━━━ Data for processing ━━━
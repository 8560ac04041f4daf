//! The capture/restore boundary: health and positions survive the round
//! trip, actions in progress do not.

use game_core::{
    ActionType, AgentSpec, Alignment, CharacterClass, Command, Progression, Tuning, World,
};
use glam::Vec3;
use runtime::Session;

fn progression() -> Progression {
    Progression {
        stat_table: vec![10, 12, 15, 18],
        health_multiplier: 10.0,
        xp_reward_table: vec![10, 15, 25, 40],
        level_xp_table: vec![100, 250, 500],
        classes: Vec::new(),
    }
}

fn two_agent_world() -> World {
    let mut world = World::new(5, Tuning::new(), progression());
    let watch = world.declare_clan("TownWatch", Alignment::Lawful);
    let bandits = world.declare_clan("Bandits", Alignment::Rebel);
    world.spawn(AgentSpec::new(
        "guard",
        CharacterClass::Soldier,
        2,
        watch,
        Vec3::new(1.0, 0.0, 1.0),
    ));
    world.spawn(AgentSpec::new(
        "bandit",
        CharacterClass::Brigand,
        1,
        bandits,
        Vec3::new(5.0, 0.0, 0.0),
    ));
    world
}

#[test]
fn blob_round_trip_restores_health_and_position() {
    let mut session = Session::with_world(two_agent_world());
    let guard = session.agent_id("guard").unwrap();
    let bandit = session.agent_id("bandit").unwrap();

    // Rough the guard up a little before capturing.
    session.world_mut().strike(
        bandit,
        guard,
        &game_core::Env::new(&runtime::DirectPlanner, &game_core::PcgRng),
    );
    let captured_hp = session.world().agent(guard).unwrap().health.points();
    let blob = session.capture().unwrap();

    // Diverge: move, fight, walk away.
    session.world_mut().warp(guard, Vec3::new(40.0, 0.0, 0.0));
    session.command(guard, Command::MoveTo(Vec3::ZERO));
    assert_eq!(
        session.world().agent(guard).unwrap().scheduler.current(),
        ActionType::Move
    );

    session.restore(&blob).unwrap();

    let g = session.world().agent(guard).unwrap();
    assert_eq!(g.pos, Vec3::new(1.0, 0.0, 1.0));
    assert_eq!(g.health.points(), captured_hp);
    // Restore drops all in-progress actions.
    assert_eq!(g.scheduler.current(), ActionType::None);
    assert!(!g.mover.is_active());
}

#[test]
fn blob_survives_json_serialization() {
    let session = Session::with_world(two_agent_world());
    let blob = session.capture().unwrap();

    let text = serde_json::to_string(&blob).unwrap();
    let reparsed: serde_json::Value = serde_json::from_str(&text).unwrap();

    let mut session2 = Session::with_world(two_agent_world());
    session2.restore(&reparsed).unwrap();
    assert_eq!(
        session2.world().agent_by_name("guard").unwrap().pos,
        Vec3::new(1.0, 0.0, 1.0)
    );
}

#[test]
fn restoring_a_dead_record_freezes_the_agent() {
    let mut session = Session::with_world(two_agent_world());
    let guard = session.agent_id("guard").unwrap();

    let mut blob = session.capture().unwrap();
    blob["records"][0]["health_points"] = serde_json::json!(0);
    session.restore(&blob).unwrap();

    let g = session.world().agent(guard).unwrap();
    assert!(g.health.is_dead());
    assert!(g.scheduler.is_frozen());
}
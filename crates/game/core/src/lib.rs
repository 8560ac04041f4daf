//! Deterministic combat and behavior core for a real-time action RPG.
//!
//! `game-core` decides, each tick, which action an agent is allowed to
//! perform, resolves melee/ranged attacks (hit, critical, mitigation),
//! and drives non-player agents' target selection and patrol behavior.
//! All state mutation flows through [`world::World`]; path planning and
//! randomness come in through the [`env`] oracles, so a fixed seed
//! replays a session exactly.
//!
//! The crate performs no I/O and emits no logs; it reports what happened
//! through the [`events::GameEvent`] stream.

pub mod action;
pub mod ai;
pub mod combat;
pub mod config;
pub mod env;
pub mod events;
pub mod faction;
pub mod movement;
pub mod stats;
pub mod world;

pub use action::{ActionScheduler, ActionType, Verdict};
pub use ai::{AiConfig, AiController, AiState, Formation, FormationConfig, PatrolPath};
pub use combat::{
    AttackKind, AttackPayload, AttackReport, AttackResult, Fighter, FighterState, Projectile,
    ProjectileConfig, WeaponConfig, WeaponError,
};
pub use config::{Tuning, priority};
pub use env::{Env, PathOracle, PcgRng, PlannedPath, RngOracle};
pub use events::GameEvent;
pub use faction::{Alignment, ClanId, FactionRegistry};
pub use movement::{MoveProgress, Mover};
pub use stats::{
    CharacterClass, ClassSpec, Progression, ProgressionError, Stat, StatMultiplier, StatSheet,
    StatSnapshot,
};
pub use world::{Agent, AgentId, AgentRecord, AgentSpec, AiSpec, Command, Health, World};
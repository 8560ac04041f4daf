//! The capture/restore boundary.
//!
//! Only health points and positions survive a round trip; actions in
//! progress deliberately do not; every agent re-enters Idle on restore.
//! The blob is opaque to callers; this module owns no file format, just
//! the serialization of the records.

use game_core::{AgentRecord, World};
use serde::{Deserialize, Serialize};

use crate::error::Result;

#[derive(Serialize, Deserialize)]
struct SaveState {
    records: Vec<AgentRecord>,
}

/// Captures the world into an opaque blob.
pub fn capture(world: &World) -> Result<serde_json::Value> {
    let state = SaveState {
        records: world.capture(),
    };
    Ok(serde_json::to_value(state)?)
}

/// Restores a previously captured blob into the world.
pub fn restore(world: &mut World, blob: &serde_json::Value) -> Result<()> {
    let state: SaveState = serde_json::from_value(blob.clone())?;
    world.restore(&state.records);
    Ok(())
}
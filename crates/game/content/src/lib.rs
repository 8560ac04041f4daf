//! Data-driven content definitions and loaders.
//!
//! This crate houses the authored balance and scenario data and provides
//! loaders for RON/TOML files:
//! - Progression tables (stat curves, XP rewards, level thresholds) via TOML
//! - Weapon catalogs via RON
//! - Balance tuning overrides via TOML
//! - Scenario definitions (clans, agents, patrols, squads) via RON
//!
//! Every loader validates on read: a broken data file is a content
//! defect surfaced loudly at initialization, never a runtime condition.
//!
//! All loaders use game-core types directly with serde.

pub mod loaders;
pub mod scenario;

pub use loaders::{
    LoadResult, ProgressionLoader, TuningLoader, WeaponCatalog, WeaponLoader, read_file,
};
pub use scenario::{AgentEntry, ClanEntry, ScenarioLoader, ScenarioSpec};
━━━
→ Your goal: How many lines in the listing contain "records"? Answer with the number alone.

→ Response area: 5